Shabaab, la Somalia esporta il terrore

L’attentato contro due chiese cristiane che ha provocato la morte di una ventina di persone a Garissa (Kenya) è il frutto di un’offensiva dei fondamentalisti islamici contro i cristiani o è «solo» un episodio di un conflitto regionale? In questi giorni gli analisti di molti centri studi sull’Africa stanno cercando di rispondere a questa domanda. Un’impresa non semplice perché, se è vero che il sanguinoso episodio può essere letto in chiave locale, è anche vero che esso si inserisce in uno scontro con connotati sempre più internazionali.

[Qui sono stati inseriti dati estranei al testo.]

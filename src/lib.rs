pub mod camera;
pub mod cli;
pub mod collision;
pub mod config;
pub mod controls;
pub mod demo;
pub mod events;
pub mod input;
pub mod math;
pub mod scene;
pub mod terrain;
pub mod timer;

pub use camera::Camera;
pub use collision::{Collider, CollisionSet, RayHit};
pub use config::{FirstPersonSettings, NavSettings, OrbitSettings};
pub use controls::{FirstPersonControls, NavControls, OrbitControls};
pub use scene::{ControlsKind, SceneContext};
pub use terrain::{FlatTerrain, GridTerrain, TerrainSource};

Dietro i due attentati, che non sono stati rivendicati, molti analisti internazionali intravvedono la mano degli shabaab, il movimento fondamentalista islamico somalo. Il movente sarebbe chiaro: punire il Kenya, colpevole di essere intervenuto militarmente in Somalia a fianco del Governo di transizione nazionale e dell’esercito etiope. Garissa è una cittadina che conta circa centomila abitanti, dista meno di cento chilometri dalla Somalia. Qui i miliziani shabaab si muovono praticamente indisturbati, vantando una rete di complicità tra la popolazione, che è quasi interamente di etnia somala. Non solo, a Garissa ha la propria base il comando delle forze armate dal quale dipendono le truppe che combattono nella vicina ex colonia italiana. Quindi un attentato in questa cittadina di confine per gli shabaab non solo è più semplice da portare a termine, ma ha anche un alto valore simbolico.

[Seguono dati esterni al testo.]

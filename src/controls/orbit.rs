use glam::{Quat, Vec3};
use std::f32::consts::{PI, TAU};
use std::rc::Rc;

use crate::camera::Camera;
use crate::config::OrbitSettings;
use crate::controls::MapOrbit;
use crate::events::{ChangeDispatcher, ListenerId};
use crate::input::{DragMove, InputEvent, InteractionState, KeyNavState, PointerTracker};
use crate::scene::{ControlsKind, SceneContext, DEFAULT_VIEWPORT_HEIGHT};
use crate::timer::RepeatTimer;

/// Wrap an angle into [-pi, pi]
fn normalize_angle(angle: f32) -> f32 {
    let wrapped = angle % TAU;
    if wrapped > PI {
        wrapped - TAU
    } else if wrapped < -PI {
        wrapped + TAU
    } else {
        wrapped
    }
}

/// Cosine ease, flat at both ends
fn ease(x: f32) -> f32 {
    0.5 * (1.0 - (x * PI).cos())
}

struct ViewAnimation {
    token: u64,
    elapsed: f32,
    duration: f32,
    start_position: Vec3,
    start_target: Vec3,
    end_position: Vec3,
    end_target: Vec3,
    rotate_angle: f32,
    end_azimuth: f32,
    callback: Option<Box<dyn FnOnce()>>,
}

/// Bird's-eye navigation controller wrapping the orbit primitive. Keeps the
/// focal target tied to the terrain surface as the camera moves and runs
/// cancellable view transition animations.
///
/// Transitions are cancelled cooperatively: `stop_animations` invalidates
/// the current animation token, and the parked animation notices on the
/// next `tick`, settles silently and drops its completion callback.
pub struct OrbitControls {
    camera: Camera,
    core: MapOrbit,
    settings: OrbitSettings,
    scene: Option<Rc<SceneContext>>,
    enabled: bool,

    height_offset: f32,
    target_terrain_height: f32,

    pointer: PointerTracker,
    keys: KeyNavState,
    repeat: RepeatTimer,

    animation: Option<ViewAnimation>,
    token_seq: u64,

    dispatcher: ChangeDispatcher,
}

impl OrbitControls {
    /// Wrap a camera. The controller stays inert until `connect`.
    pub fn new(camera: Camera, settings: OrbitSettings) -> Self {
        let repeat = RepeatTimer::new(settings.key_repeat_interval);
        Self {
            camera,
            core: MapOrbit::new(settings.clone()),
            settings,
            scene: None,
            enabled: false,
            height_offset: 0.0,
            target_terrain_height: 0.0,
            pointer: PointerTracker::new(),
            keys: KeyNavState::new(),
            repeat,
            animation: None,
            token_seq: 0,
            dispatcher: ChangeDispatcher::new(),
        }
    }

    /// Attach to a scene and start accepting input. Callers normally follow
    /// up with `set_view` to establish the initial pose.
    pub fn connect(&mut self, scene: Rc<SceneContext>) {
        self.camera.near = self.settings.near_plane;
        scene.claim_controls(ControlsKind::Orbit);
        self.scene = Some(scene);
        self.enabled = true;
        log::debug!("orbit controls connected");
    }

    /// Detach from the scene. An in-flight animation is cancelled silently
    /// and held input state is dropped. Safe to call more than once.
    pub fn disconnect(&mut self) {
        self.stop_animations();
        if self.animation.take().is_some() {
            self.core.damping_enabled = true;
        }
        if let Some(scene) = self.scene.take() {
            scene.release_controls(ControlsKind::Orbit);
            log::debug!("orbit controls disconnected");
        }
        self.pointer.clear();
        self.keys.clear();
        self.repeat.reset();
        self.enabled = false;
    }

    pub fn enabled(&self) -> bool {
        self.enabled
    }

    pub fn camera(&self) -> &Camera {
        &self.camera
    }

    pub fn target(&self) -> Vec3 {
        self.camera.look_target
    }

    pub fn height_offset(&self) -> f32 {
        self.height_offset
    }

    pub fn azimuthal_angle(&self) -> f32 {
        self.core.azimuthal_angle(&self.camera)
    }

    /// True while a view transition is in flight and its token is current
    pub fn animating(&self) -> bool {
        self.animation
            .as_ref()
            .is_some_and(|a| a.token == self.token_seq)
    }

    pub fn interaction_state(&self) -> InteractionState {
        self.pointer.state()
    }

    pub fn on_change(&mut self, listener: impl FnMut() + 'static) -> ListenerId {
        self.dispatcher.on_change(listener)
    }

    pub fn remove_listener(&mut self, id: ListenerId) {
        self.dispatcher.remove(id);
    }

    /// Jump the camera to a pose and rebase the height offset on the
    /// terrain under the new target
    pub fn set_view(&mut self, position: Vec3, target: Vec3) {
        self.camera.position = position;
        self.camera.look_at(target);
        self.sync_terrain_offset();
        self.core.update(&mut self.camera);
        self.dispatcher.emit();
    }

    /// Pan by a screen-space pixel delta, map-drag convention: the ground
    /// follows the delta, so positive `dx` slides the camera left
    pub fn pan_view(&mut self, dx: f32, dy: f32) {
        if dx == 0.0 && dy == 0.0 {
            return;
        }
        let viewport = self.viewport_height();
        self.core.pan_pixels(&self.camera, dx, dy, viewport);
        self.apply_core();
    }

    /// Swing the view by azimuth/polar deltas; the polar angle stays above
    /// the configured horizon limit
    pub fn tilt_view(&mut self, d_azimuth: f32, d_polar: f32) {
        if d_azimuth != 0.0 {
            self.core.rotate_left(d_azimuth);
        }
        if d_polar != 0.0 {
            self.core.rotate_up(d_polar);
        }
        if d_azimuth != 0.0 || d_polar != 0.0 {
            self.apply_core();
        }
    }

    /// Dolly by a zoom delta, positive moving toward the scene
    pub fn zoom_view(&mut self, delta: f32) {
        let scale = self.core.zoom_scale(delta.abs());
        if delta > 0.0 {
            self.core.dolly_in(scale);
        } else if delta < 0.0 {
            self.core.dolly_out(scale);
        } else {
            return;
        }
        self.apply_core();
    }

    /// Glide the camera to a new pose over the animation duration, swinging
    /// the approach azimuth the short way round to `azimuth`. Starting a
    /// new transition supersedes an in-flight one; the superseded
    /// animation's callback is dropped, never invoked.
    pub fn animate_to(
        &mut self,
        position: Vec3,
        target: Vec3,
        azimuth: f32,
        callback: Option<Box<dyn FnOnce()>>,
    ) {
        let start_azimuth = self.core.azimuthal_angle(&self.camera);
        self.token_seq = self.token_seq.wrapping_add(1);
        self.core.damping_enabled = false;
        self.animation = Some(ViewAnimation {
            token: self.token_seq,
            elapsed: 0.0,
            duration: self.settings.animation_duration,
            start_position: self.camera.position,
            start_target: self.camera.look_target,
            end_position: position,
            end_target: target,
            rotate_angle: normalize_angle(azimuth - start_azimuth),
            end_azimuth: azimuth,
            callback,
        });
    }

    /// Invalidate the in-flight transition token. The parked animation
    /// notices on the next tick and settles silently.
    pub fn stop_animations(&mut self) {
        self.token_seq = self.token_seq.wrapping_add(1);
    }

    /// Feed one normalized input event. Ignored while disconnected.
    pub fn handle_event(&mut self, event: &InputEvent) {
        if !self.enabled {
            return;
        }
        match event {
            InputEvent::PointerDown(e) => {
                self.stop_animations();
                self.pointer.pointer_down(*e);
            }
            InputEvent::PointerMove(e) => {
                if let Some(drag) = self.pointer.pointer_move(*e) {
                    self.apply_drag(drag);
                }
            }
            InputEvent::PointerUp(e) => self.pointer.pointer_up(*e),
            InputEvent::Scroll(amount) => {
                self.stop_animations();
                self.zoom_view(-amount);
            }
            InputEvent::Key { key, pressed } => self.keys.set(*key, *pressed),
            InputEvent::Blur => {
                self.pointer.clear();
                self.keys.clear();
                self.repeat.reset();
            }
        }
    }

    /// Advance the in-flight animation, damping inertia and the keyboard
    /// repeat by a frame delta
    pub fn tick(&mut self, delta: f32) {
        if !self.enabled {
            return;
        }

        if let Some(animation) = self.animation.take() {
            if animation.token == self.token_seq {
                self.advance_animation(animation, delta);
                return;
            }
            // Superseded mid-flight: settle silently, the callback is
            // dropped without running
            self.core.damping_enabled = true;
            self.sync_terrain_offset();
        }

        if self.keys.has_motion() {
            let steps = self.repeat.tick(delta);
            for _ in 0..steps {
                self.apply_key_step();
            }
        } else {
            self.repeat.reset();
        }

        // Damping keeps draining queued deltas after the input stops
        if self.core.update(&mut self.camera) {
            self.update_controls_target();
            self.dispatcher.emit();
        }
    }

    fn advance_animation(&mut self, mut animation: ViewAnimation, delta: f32) {
        animation.elapsed += delta;
        let x = animation.elapsed / animation.duration;

        if x < 1.0 {
            let k = ease(x);
            let target = animation.start_target.lerp(animation.end_target, k);
            let position = animation.start_position.lerp(animation.end_position, k);
            // Swing the approach around the focal point's vertical axis so
            // the azimuth sweeps the short way instead of unwinding at the
            // end of the glide
            let swing = Quat::from_rotation_z(animation.rotate_angle * k);
            self.camera.position = target + swing * (position - target);
            self.camera.look_at(target);
            self.core.update(&mut self.camera);
            self.animation = Some(animation);
            self.dispatcher.emit();
            return;
        }

        // Landed: snap to the requested pose and realign the azimuth
        // exactly before restoring damping and handing over to the caller
        self.camera.position = animation.end_position;
        self.camera.look_at(animation.end_target);
        let residual = self.core.azimuthal_angle(&self.camera) - animation.end_azimuth;
        self.core.rotate_left(residual);
        self.core.update(&mut self.camera);
        self.core.damping_enabled = true;
        self.sync_terrain_offset();
        self.dispatcher.emit();
        if let Some(callback) = animation.callback.take() {
            callback();
        }
    }

    fn apply_drag(&mut self, drag: DragMove) {
        let viewport = self.viewport_height();
        match drag.state {
            InteractionState::Rotate | InteractionState::TouchRotate => {
                let scale = TAU * self.settings.rotate_speed / viewport;
                self.core.rotate_left(drag.delta.x * scale);
                self.core.rotate_up(drag.delta.y * scale);
            }
            InteractionState::Pan | InteractionState::TouchPan => {
                self.core
                    .pan_pixels(&self.camera, drag.delta.x, drag.delta.y, viewport);
            }
            InteractionState::None => return,
        }
        self.apply_core();
    }

    fn apply_key_step(&mut self) {
        let signals = self.keys.signals();

        if signals.left_right != 0.0 || signals.up_down != 0.0 {
            let viewport = self.viewport_height();
            self.core.pan_pixels(
                &self.camera,
                -signals.left_right * self.settings.key_pan_speed,
                signals.up_down * self.settings.key_pan_speed,
                viewport,
            );
        }

        if signals.page != 0.0 {
            let adjusted = (self.height_offset
                + self.height_offset * signals.page * self.settings.height_step)
                .max(0.0);
            let delta = adjusted - self.height_offset;
            self.height_offset = adjusted;
            self.camera.look_target.z = self.target_terrain_height + self.height_offset;
            self.camera.position.z += delta;
            self.dispatcher.emit();
        }
    }

    fn apply_core(&mut self) {
        if self.core.update(&mut self.camera) {
            self.update_controls_target();
            self.dispatcher.emit();
        }
    }

    fn viewport_height(&self) -> f32 {
        self.scene
            .as_ref()
            .map_or(DEFAULT_VIEWPORT_HEIGHT, |s| s.viewport_height())
    }

    /// Re-tie the target height to the terrain under it, preserving the
    /// user's height offset. Skipped while a transition is animating.
    fn update_controls_target(&mut self) {
        if self.animating() {
            return;
        }
        self.target_terrain_height = self.terrain_height_under_target();
        self.camera.look_target.z = self.target_terrain_height + self.height_offset;
    }

    /// Rebase the height offset so the current pose becomes authoritative
    fn sync_terrain_offset(&mut self) {
        self.target_terrain_height = self.terrain_height_under_target();
        self.height_offset = self.camera.look_target.z - self.target_terrain_height;
    }

    /// Effective terrain height under the target, faded out as the camera
    /// climbs: full height when the camera sits at terrain level, zero once
    /// it reaches twice the terrain height. Zero at or below sea level,
    /// which also guards the division.
    fn terrain_height_under_target(&self) -> f32 {
        let target = self.camera.look_target;
        let height = self
            .scene
            .as_ref()
            .and_then(|s| s.terrain_height_at(target.truncate()))
            .unwrap_or(0.0);
        if height > 0.0 {
            (1.0 - (self.camera.position.z - height) / height).max(0.0) * height
        } else {
            0.0
        }
    }
}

Non è un caso che, dall’invasione kenyana della Somalia nell’ottobre 2011, proprio gli shebaab abbiano organizzato in questa cittadina una serie di attentati a locali notturni, centri commerciali, stazioni degli autobus. Attentati che si sono sommati a quelli organizzati in altre parti del Kenya. Come quello avvenuto venerdì scorso nel campo profughi di Dadaab (dove vivono in condizioni precarie circa 400mila somali). Qui un gruppo di miliziani somali ha attaccato un convoglio di aiuti umanitari, uccidendo un autista e rapendo sei cooperanti. Solo per una casualità non sono riusciti a catturare il Segretario generale del Consiglio norvegese dei rifugiati, Elizabeth Rasmussen che viaggiava nello stesso convoglio.